**TASK PROMPT:**
Print the records below exactly as they appear.

Saved entries:
####

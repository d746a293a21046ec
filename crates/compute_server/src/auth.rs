//! Salted password digests.
//!
//! A digest is `base64(SHA-256(salt || password))`, where `salt` is the
//! base64 text of 8 random bytes and is hashed as text.

use base64::Engine;
use base64::engine::general_purpose::STANDARD;
use rand::Rng;
use sha2::{Digest, Sha256};
use tracing::{debug, instrument};

use crate::db::Player;

/// Random bytes per salt.
const SALT_BYTES: usize = 8;

/// Generates a fresh per-account salt.
#[instrument]
pub fn generate_salt() -> String {
    let mut bytes = [0u8; SALT_BYTES];
    rand::rng().fill(&mut bytes);
    STANDARD.encode(bytes)
}

/// Digests a password with the given salt.
pub fn hash_password(salt: &str, password: &str) -> String {
    let digest = Sha256::new()
        .chain_update(salt.as_bytes())
        .chain_update(password.as_bytes())
        .finalize();
    STANDARD.encode(digest)
}

/// Checks a password attempt against the stored digest.
#[instrument(skip(player, password), fields(username = %player.username()))]
pub fn verify_password(player: &Player, password: &str) -> bool {
    let matches = hash_password(player.salt(), password) == *player.hashed_password();
    debug!(matches, "Password checked");
    matches
}
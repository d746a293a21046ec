//! Database models and domain types.

use compute_market::{INITIAL_POINTS, PlayerStats};
use derive_getters::Getters;
use derive_new::new;
use diesel::prelude::*;
use serde::{Deserialize, Serialize};

use crate::db::schema;

/// Player account database model.
///
/// Carries the salt and password digest, so it is never serialized
/// directly; see [`PublicPlayer`].
#[derive(Debug, Clone, Queryable, Identifiable, Selectable, Getters)]
#[diesel(table_name = schema::players)]
pub struct Player {
    id: i32,
    username: String,
    salt: String,
    hashed_password: String,
    points: i64,
    num_wins: i64,
    num_played: i64,
    win_ratio: f64,
}

impl Player {
    /// The player's game statistics.
    pub fn stats(&self) -> PlayerStats {
        PlayerStats::new(self.points, self.num_wins, self.num_played, self.win_ratio)
    }

    /// The player record without credentials.
    pub fn to_public(&self) -> PublicPlayer {
        PublicPlayer {
            username: self.username.clone(),
            stats: self.stats(),
        }
    }
}

/// Insertable player model for new accounts.
#[derive(Debug, Clone, Insertable, Getters)]
#[diesel(table_name = schema::players)]
pub struct NewPlayer {
    username: String,
    salt: String,
    hashed_password: String,
    points: i64,
    num_wins: i64,
    num_played: i64,
    win_ratio: f64,
}

impl NewPlayer {
    /// Creates a fresh account with the starting points and no games.
    pub fn new(username: String, salt: String, hashed_password: String) -> Self {
        Self {
            username,
            salt,
            hashed_password,
            points: INITIAL_POINTS,
            num_wins: 0,
            num_played: 0,
            win_ratio: 0.0,
        }
    }
}

/// Player record as returned by the API.
#[derive(Debug, Clone, PartialEq, Serialize, Deserialize, Getters)]
#[serde(rename_all = "camelCase")]
pub struct PublicPlayer {
    username: String,
    #[serde(flatten)]
    stats: PlayerStats,
}

/// Trivia prompt. Stored and served as-is.
#[derive(
    Debug, Clone, PartialEq, Queryable, Selectable, Insertable, Serialize, Deserialize, Getters, new,
)]
#[diesel(table_name = schema::prompts)]
pub struct Prompt {
    id: i64,
    contributor: String,
    question: String,
    answer: f64,
}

####

**EXERCISE RESULT:**
repository d746a293a21046ec
filename crates/compute_server/src/auth.rs
//! Salted password digests.
//!
//! A digest is `base64(SHA-256(salt || password))`, where `salt` is the
//! base64 text of 8 random bytes and is hashed as text.

use base64::Engine;
use base64::engine::general_purpose::STANDARD;
use rand::Rng;
use sha2::{Digest, Sha256};
use tracing::{debug, instrument};

use crate::db::Player;

/// Random bytes per salt.
const SALT_BYTES: usize = 8;

/// Generates a fresh per-account salt.
#[instrument]
pub fn generate_salt() -> String {
    let mut bytes = [0u8; SALT_BYTES];
    rand::rng().fill(&mut bytes);
    STANDARD.encode(bytes)
}

/// Digests a password with the given salt.
pub fn hash_password(salt: &str, password: &str) -> String {
    let digest = Sha256::new()
        .chain_update(salt.as_bytes())
        .chain_update(password.as_bytes())
        .finalize();
    STANDARD.encode(digest)
}

/// Checks a password attempt against the stored digest.
#[instrument(skip(player, password), fields(username = %player.username()))]
pub fn verify_password(player: &Player, password: &str) -> bool {
    let matches = hash_password(player.salt(), password) == *player.hashed_password();
    debug!(matches, "Password checked");
    matches
}
repository d746a293a21046ec
//! Database models and domain types.

use compute_market::{INITIAL_POINTS, PlayerStats};
use derive_getters::Getters;
use derive_new::new;
use diesel::prelude::*;
use serde::{Deserialize, Serialize};

use crate::db::schema;

/// Player account database model.
///
/// Carries the salt and password digest, so it is never serialized
/// directly; see [`PublicPlayer`].
#[derive(Debug, Clone, Queryable, Identifiable, Selectable, Getters)]
#[diesel(table_name = schema::players)]
pub struct Player {
    id: i32,
    username: String,
    salt: String,
    hashed_password: String,
    points: i64,
    num_wins: i64,
    num_played: i64,
    win_ratio: f64,
}

impl Player {
    /// The player's game statistics.
    pub fn stats(&self) -> PlayerStats {
        PlayerStats::new(self.points, self.num_wins, self.num_played, self.win_ratio)
    }

    /// The player record without credentials.
    pub fn to_public(&self) -> PublicPlayer {
        PublicPlayer {
            username: self.username.clone(),
            stats: self.stats(),
        }
    }
}

/// Insertable player model for new accounts.
#[derive(Debug, Clone, Insertable, Getters)]
#[diesel(table_name = schema::players)]
pub struct NewPlayer {
    username: String,
    salt: String,
    hashed_password: String,
    points: i64,
    num_wins: i64,
    num_played: i64,
    win_ratio: f64,
}

impl NewPlayer {
    /// Creates a fresh account with the starting points and no games.
    pub fn new(username: String, salt: String, hashed_password: String) -> Self {
        Self {
            username,
            salt,
            hashed_password,
            points: INITIAL_POINTS,
            num_wins: 0,
            num_played: 0,
            win_ratio: 0.0,
        }
    }
}

/// Player record as returned by the API.
#[derive(Debug, Clone, PartialEq, Serialize, Deserialize, Getters)]
#[serde(rename_all = "camelCase")]
pub struct PublicPlayer {
    username: String,
    #[serde(flatten)]
    stats: PlayerStats,
}

/// Trivia prompt. Stored and served as-is.
#[derive(
    Debug, Clone, PartialEq, Queryable, Selectable, Insertable, Serialize, Deserialize, Getters, new,
)]
#[diesel(table_name = schema::prompts)]
pub struct Prompt {
    id: i64,
    contributor: String,
    question: String,
    answer: f64,
}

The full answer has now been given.